Primary prevention
Optimisation of glycaemic management is the most effective strategy for preventing DN in people with type 1 diabetes, and to a lesser extent in those with type 2 diabetes.[17][25][60] In both types, management of blood pressure, body weight, and serum lipids is also recommended to reduce the risk of DN and slow its progression.[34] However, evidence regarding the benefit of intensive multifactorial interventions (including haemoglobin A1c [HbA1c], blood pressure, cholesterol, aspirin) on the incidence of DN in screen-detected patients with type 2 diabetes is inconclusive.[13]
Secondary prevention
People with DN are especially vulnerable to painless foot injuries, which can lead to ulceration. Preventing foot ulcers is critical, as subsequent wound infections and gangrene can result in amputation. All patients should be screened for DN at diagnosis of type 2 diabetes or impaired glucose tolerance, and 5 years after diagnosis of type 1 diabetes.[34] Screening should then continue at least annually using simple clinical tests.[34]

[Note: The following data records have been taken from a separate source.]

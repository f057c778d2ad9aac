//! Format sniffing and dispatch.

use tracing::debug;

use crate::error::{ModuleError, Result};
use crate::it::{ItModule, IT_SIGNATURE};
use crate::module::{Module, ModuleFormat};
use crate::protracker::ProTrackerModule;
use crate::s3m::{S3mModule, S3M_SIGNATURE};
use crate::xm::{XmModule, XM_ID_TEXT};

/// Smallest buffer the sniffer will look at.
pub const MIN_PROBE_LEN: usize = 44;

/// Identify the format of a module buffer.
///
/// Checked in order: `SCRM` at 44, the XM ID text at 0, `IMPM` at 0. A buffer
/// matching none of them is taken to be a ProTracker module.
pub fn sniff(data: &[u8]) -> Result<ModuleFormat> {
    if data.len() < MIN_PROBE_LEN {
        return Err(ModuleError::format(format!(
            "buffer is {} bytes, at least {} are needed to identify a module",
            data.len(),
            MIN_PROBE_LEN
        )));
    }

    let probe = |offset: usize, signature: &[u8]| {
        data.get(offset..offset + signature.len()) == Some(signature)
    };

    let format = if probe(44, S3M_SIGNATURE) {
        ModuleFormat::ScreamTracker
    } else if probe(0, XM_ID_TEXT) {
        ModuleFormat::FastTracker
    } else if probe(0, IT_SIGNATURE) {
        ModuleFormat::ImpulseTracker
    } else {
        ModuleFormat::ProTracker
    };
    Ok(format)
}

/// Sniff the buffer and decode it with the matching decoder.
pub fn load(data: &[u8]) -> Result<Module> {
    let format = sniff(data)?;
    debug!(%format, length = data.len(), "loading module");

    let module = match format {
        ModuleFormat::ProTracker => Module::ProTracker(ProTrackerModule::decode(data)?),
        ModuleFormat::ScreamTracker => Module::ScreamTracker(S3mModule::decode(data)?),
        ModuleFormat::FastTracker => Module::FastTracker(XmModule::decode(data)?),
        ModuleFormat::ImpulseTracker => Module::ImpulseTracker(ItModule::decode(data)?),
    };
    Ok(module)
}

Effective prevention begins with patient education on proper foot care.[34] Referral for specialised footwear may be necessary to relieve pressure points and reduce the risk of trauma.[34] The use of specialised therapeutic footwear is recommended for high-risk patients, such as those with loss of protective sensation (i.e., severe neuropathy), foot deformities, ulcers, callus formation, poor peripheral circulation, or a history of amputation.[34] Patients should inspect their feet daily and report any injuries or wounds promptly.[34]

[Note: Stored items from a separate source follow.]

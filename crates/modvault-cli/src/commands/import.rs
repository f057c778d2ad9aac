//! Import command implementation
//!
//! Rebuilds a ProTracker module from a JSON document. The bytes are decoded
//! again before anything is written.

use anyhow::{bail, Context, Result};
use colored::Colorize;
use modvault_format::{document, ModuleDocument, ModuleFormat};
use std::fs;
use std::process::ExitCode;

/// Run the import command
///
/// # Arguments
/// * `doc_path` - Path to the JSON document
/// * `output` - Path of the MOD file to write
///
/// # Returns
/// Exit code: 0 success, 1 error
pub fn run(doc_path: &str, output: &str) -> Result<ExitCode> {
    println!("{} {}", "Importing:".cyan().bold(), doc_path);

    let json = fs::read_to_string(doc_path)
        .with_context(|| format!("Failed to read document: {}", doc_path))?;
    let bytes = import_json(&json).with_context(|| format!("Failed to import: {}", doc_path))?;

    fs::write(output, &bytes).with_context(|| format!("Failed to write to: {}", output))?;
    println!(
        "{} Wrote {} bytes to: {}",
        "SUCCESS".green().bold(),
        bytes.len(),
        output
    );

    Ok(ExitCode::SUCCESS)
}

/// Parse a document, rebuild the module and check that it decodes.
pub fn import_json(json: &str) -> Result<Vec<u8>> {
    let doc = ModuleDocument::from_json(json).context("Failed to parse document")?;
    let bytes = document::import(&doc)?;

    let module = modvault_format::load(&bytes).context("Rebuilt module does not decode")?;
    if module.format() != ModuleFormat::ProTracker {
        bail!(
            "Rebuilt module sniffed as {} instead of protracker",
            module.format()
        );
    }
    tracing::debug!(
        title = module.title(),
        patterns = module.pattern_count(),
        "rebuilt module decodes"
    );
    Ok(bytes)
}

#[cfg(test)]
mod tests {
    use super::*;
    use crate::commands::export::export_json;
    use modvault_format::protracker::{ModSampleRecord, ModWriter};
    use pretty_assertions::assert_eq;

    fn mod_bytes() -> Vec<u8> {
        let mut writer = ModWriter::new("imported", 4).unwrap();
        writer.add_pattern(modvault_format::Pattern::new(64, 4)).unwrap();
        writer.set_order_table(&[0, 0]);
        writer
            .set_sample(
                0,
                ModSampleRecord {
                    name: "pad".to_string(),
                    volume: 48,
                    data: vec![3; 10],
                    ..Default::default()
                },
            )
            .unwrap();
        writer.to_bytes().unwrap()
    }

    #[test]
    fn test_export_then_import_is_identity() {
        let bytes = mod_bytes();
        let module = modvault_format::load(&bytes).unwrap();
        let json = export_json(&module, true).unwrap();

        assert_eq!(import_json(&json).unwrap(), bytes);
    }

    #[test]
    fn test_import_rejects_fasttracker_documents() {
        let bytes = mod_bytes();
        let module = modvault_format::load(&bytes).unwrap();
        let json = export_json(&module, false)
            .unwrap()
            .replace("\"protracker\"", "\"fasttracker\"");

        let err = import_json(&json).unwrap_err();
        assert!(err
            .downcast_ref::<modvault_format::ModuleError>()
            .is_some());
    }

    #[test]
    fn test_import_rejects_malformed_json() {
        let err = import_json("{").unwrap_err();
        assert!(err.to_string().contains("Failed to parse document"));
    }
}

One review of 13 randomised clinical trials assessed the benefits and efficacy of various interventions on the prevention of future diabetic foot ulcers. It found that only foot temperature-guided avoidance therapy was beneficial.[242]
Cardiovascular autonomic testing is recommended before a patient with diabetes begins a moderate- or high-intensity exercise programme. People with known cardiovascular autonomic dysfunction should be counselled on the importance of maintaining adequate hydration when exercising.
Optimal management of glucose, blood pressure and serum lipids is recommended to reduce the risk of DN and slow its progression in both type 1 and type 2 diabetes.[34] Control of modifiable risk factors (including glucose, obesity, blood pressure, and lipids), alongside a healthy lifestyle, may also help to prevent other microvascular complications such as retinopathy and nephropathy.[34]
In addition to established preventive measures, emerging evidence suggests that some therapies may promote nerve regeneration. In type 1 diabetes, omega-3 fatty acid supplementation has shown potential neuroprotective effects, possibly through triglyceride-lowering mechanisms.[243][244] In type 2 diabetes, fenofibrate - a peroxisome proliferator-activated receptor alpha (PPAR-alpha) agonist - has been associated with enhanced corneal nerve regeneration in clinical studies.[245] While further research is needed, these findings suggest a potential role for adjunctive therapies aimed at supporting nerve repair in DN.
Patients with painful DN should be screened for comorbid mood and sleep disorders (e.g., major depressive disorder, obstructive sleep apnoea) as treatment of these may help reduce pain and improve quality of life.[63]